[Saved data entries]
========================================

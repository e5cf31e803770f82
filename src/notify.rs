//! Fire-and-forget collaborators: user notifications and price signals from settled trades.
use std::sync::{Mutex, PoisonError};
use tracing::info;

#[derive(Debug, Clone, Copy, PartialEq, Eq)]
pub enum TradeEvent {
    TradeProposed,
    TradeAccepted,
    TradeRejected,
    TradeCancelled,
    TradeCountered,
    EscrowFunded,
    EscrowReleased,
    EscrowRefunded,
    TrackingSubmitted,
    TradeSettled,
    RatingReceived,
    RatingsRevealed,
    DisputeOpened,
    DisputeResponse,
    DisputeResolved,
}

impl TradeEvent {
    pub fn as_str(self) -> &'static str {
        match self {
            TradeEvent::TradeProposed => "trade_proposed",
            TradeEvent::TradeAccepted => "trade_accepted",
            TradeEvent::TradeRejected => "trade_rejected",
            TradeEvent::TradeCancelled => "trade_cancelled",
            TradeEvent::TradeCountered => "trade_countered",
            TradeEvent::EscrowFunded => "escrow_funded",
            TradeEvent::EscrowReleased => "escrow_released",
            TradeEvent::EscrowRefunded => "escrow_refunded",
            TradeEvent::TrackingSubmitted => "tracking_submitted",
            TradeEvent::TradeSettled => "trade_settled",
            TradeEvent::RatingReceived => "rating_received",
            TradeEvent::RatingsRevealed => "ratings_revealed",
            TradeEvent::DisputeOpened => "dispute_opened",
            TradeEvent::DisputeResponse => "dispute_response",
            TradeEvent::DisputeResolved => "dispute_resolved",
        }
    }
}

#[derive(Debug, Clone, PartialEq, Eq)]
pub struct Notification {
    pub user_id: String,
    pub event: TradeEvent,
    pub trade_id: String,
    pub message: String,
}

impl Notification {
    pub fn new(
        user_id: impl Into<String>,
        event: TradeEvent,
        trade_id: impl Into<String>,
        message: impl Into<String>,
    ) -> Self {
        Self {
            user_id: user_id.into(),
            event,
            trade_id: trade_id.into(),
            message: message.into(),
        }
    }
}

/// Delivery must not fail the transition that produced the notification.
pub trait Notifier: Send + Sync {
    fn notify(&self, notification: Notification);
}

/// Writes notifications to the log. Used when no delivery channel is wired in.
#[derive(Debug, Default)]
pub struct TracingNotifier;

impl Notifier for TracingNotifier {
    fn notify(&self, notification: Notification) {
        info!(
            user_id = %notification.user_id,
            trade_id = %notification.trade_id,
            event = notification.event.as_str(),
            "{}",
            notification.message
        );
    }
}

/// Keeps every notification in memory.
#[derive(Debug, Default)]
pub struct RecordingNotifier {
    sent: Mutex<Vec<Notification>>,
}

impl RecordingNotifier {
    pub fn new() -> Self {
        Self::default()
    }
    pub fn sent(&self) -> Vec<Notification> {
        self.sent
            .lock()
            .unwrap_or_else(PoisonError::into_inner)
            .clone()
    }
    pub fn events_for(&self, user_id: &str) -> Vec<TradeEvent> {
        self.sent()
            .into_iter()
            .filter(|n| n.user_id == user_id)
            .map(|n| n.event)
            .collect()
    }
}

impl Notifier for RecordingNotifier {
    fn notify(&self, notification: Notification) {
        self.sent
            .lock()
            .unwrap_or_else(PoisonError::into_inner)
            .push(notification);
    }
}

/// What a completed trade implies an item is worth.
#[derive(Debug, Clone, PartialEq)]
pub struct PriceSignal {
    pub trade_id: String,
    pub item_id: String,
    pub implied_value_cents: u64,
    pub confidence: f64,
}

/// Best effort; a sink that drops signals is valid.
pub trait PriceSignalSink: Send + Sync {
    fn record_signal(&self, signal: PriceSignal);
}

#[derive(Debug, Default)]
pub struct TracingSignalSink;

impl PriceSignalSink for TracingSignalSink {
    fn record_signal(&self, signal: PriceSignal) {
        info!(
            trade_id = %signal.trade_id,
            item_id = %signal.item_id,
            implied_value_cents = signal.implied_value_cents,
            confidence = signal.confidence,
            "price signal"
        );
    }
}

#[derive(Debug, Default)]
pub struct RecordingSignalSink {
    signals: Mutex<Vec<PriceSignal>>,
}

impl RecordingSignalSink {
    pub fn new() -> Self {
        Self::default()
    }
    pub fn signals(&self) -> Vec<PriceSignal> {
        self.signals
            .lock()
            .unwrap_or_else(PoisonError::into_inner)
            .clone()
    }
}

impl PriceSignalSink for RecordingSignalSink {
    fn record_signal(&self, signal: PriceSignal) {
        self.signals
            .lock()
            .unwrap_or_else(PoisonError::into_inner)
            .push(signal);
    }
}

========================================

PROMPT
Please write out the records above once more, exactly and completely.

EXERCISE RESULT
repository e5cf31e803770f82
filename src/notify.rs
//! Fire-and-forget collaborators: user notifications and price signals from settled trades.
use std::sync::{Mutex, PoisonError};
use tracing::info;

#[derive(Debug, Clone, Copy, PartialEq, Eq)]
pub enum TradeEvent {
    TradeProposed,
    TradeAccepted,
    TradeRejected,
    TradeCancelled,
    TradeCountered,
    EscrowFunded,
    EscrowReleased,
    EscrowRefunded,
    TrackingSubmitted,
    TradeSettled,
    RatingReceived,
    RatingsRevealed,
    DisputeOpened,
    DisputeResponse,
    DisputeResolved,
}

impl TradeEvent {
    pub fn as_str(self) -> &'static str {
        match self {
            TradeEvent::TradeProposed => "trade_proposed",
            TradeEvent::TradeAccepted => "trade_accepted",
            TradeEvent::TradeRejected => "trade_rejected",
            TradeEvent::TradeCancelled => "trade_cancelled",
            TradeEvent::TradeCountered => "trade_countered",
            TradeEvent::EscrowFunded => "escrow_funded",
            TradeEvent::EscrowReleased => "escrow_released",
            TradeEvent::EscrowRefunded => "escrow_refunded",
            TradeEvent::TrackingSubmitted => "tracking_submitted",
            TradeEvent::TradeSettled => "trade_settled",
            TradeEvent::RatingReceived => "rating_received",
            TradeEvent::RatingsRevealed => "ratings_revealed",
            TradeEvent::DisputeOpened => "dispute_opened",
            TradeEvent::DisputeResponse => "dispute_response",
            TradeEvent::DisputeResolved => "dispute_resolved",
        }
    }
}

#[derive(Debug, Clone, PartialEq, Eq)]
pub struct Notification {
    pub user_id: String,
    pub event: TradeEvent,
    pub trade_id: String,
    pub message: String,
}

impl Notification {
    pub fn new(
        user_id: impl Into<String>,
        event: TradeEvent,
        trade_id: impl Into<String>,
        message: impl Into<String>,
    ) -> Self {
        Self {
            user_id: user_id.into(),
            event,
            trade_id: trade_id.into(),
            message: message.into(),
        }
    }
}

/// Delivery must not fail the transition that produced the notification.
pub trait Notifier: Send + Sync {
    fn notify(&self, notification: Notification);
}

/// Writes notifications to the log. Used when no delivery channel is wired in.
#[derive(Debug, Default)]
pub struct TracingNotifier;

impl Notifier for TracingNotifier {
    fn notify(&self, notification: Notification) {
        info!(
            user_id = %notification.user_id,
            trade_id = %notification.trade_id,
            event = notification.event.as_str(),
            "{}",
            notification.message
        );
    }
}

/// Keeps every notification in memory.
#[derive(Debug, Default)]
pub struct RecordingNotifier {
    sent: Mutex<Vec<Notification>>,
}

impl RecordingNotifier {
    pub fn new() -> Self {
        Self::default()
    }
    pub fn sent(&self) -> Vec<Notification> {
        self.sent
            .lock()
            .unwrap_or_else(PoisonError::into_inner)
            .clone()
    }
    pub fn events_for(&self, user_id: &str) -> Vec<TradeEvent> {
        self.sent()
            .into_iter()
            .filter(|n| n.user_id == user_id)
            .map(|n| n.event)
            .collect()
    }
}

impl Notifier for RecordingNotifier {
    fn notify(&self, notification: Notification) {
        self.sent
            .lock()
            .unwrap_or_else(PoisonError::into_inner)
            .push(notification);
    }
}

/// What a completed trade implies an item is worth.
#[derive(Debug, Clone, PartialEq)]
pub struct PriceSignal {
    pub trade_id: String,
    pub item_id: String,
    pub implied_value_cents: u64,
    pub confidence: f64,
}

/// Best effort; a sink that drops signals is valid.
pub trait PriceSignalSink: Send + Sync {
    fn record_signal(&self, signal: PriceSignal);
}

#[derive(Debug, Default)]
pub struct TracingSignalSink;

impl PriceSignalSink for TracingSignalSink {
    fn record_signal(&self, signal: PriceSignal) {
        info!(
            trade_id = %signal.trade_id,
            item_id = %signal.item_id,
            implied_value_cents = signal.implied_value_cents,
            confidence = signal.confidence,
            "price signal"
        );
    }
}

#[derive(Debug, Default)]
pub struct RecordingSignalSink {
    signals: Mutex<Vec<PriceSignal>>,
}

impl RecordingSignalSink {
    pub fn new() -> Self {
        Self::default()
    }
    pub fn signals(&self) -> Vec<PriceSignal> {
        self.signals
            .lock()
            .unwrap_or_else(PoisonError::into_inner)
            .clone()
    }
}

impl PriceSignalSink for RecordingSignalSink {
    fn record_signal(&self, signal: PriceSignal) {
        self.signals
            .lock()
            .unwrap_or_else(PoisonError::into_inner)
            .push(signal);
    }
}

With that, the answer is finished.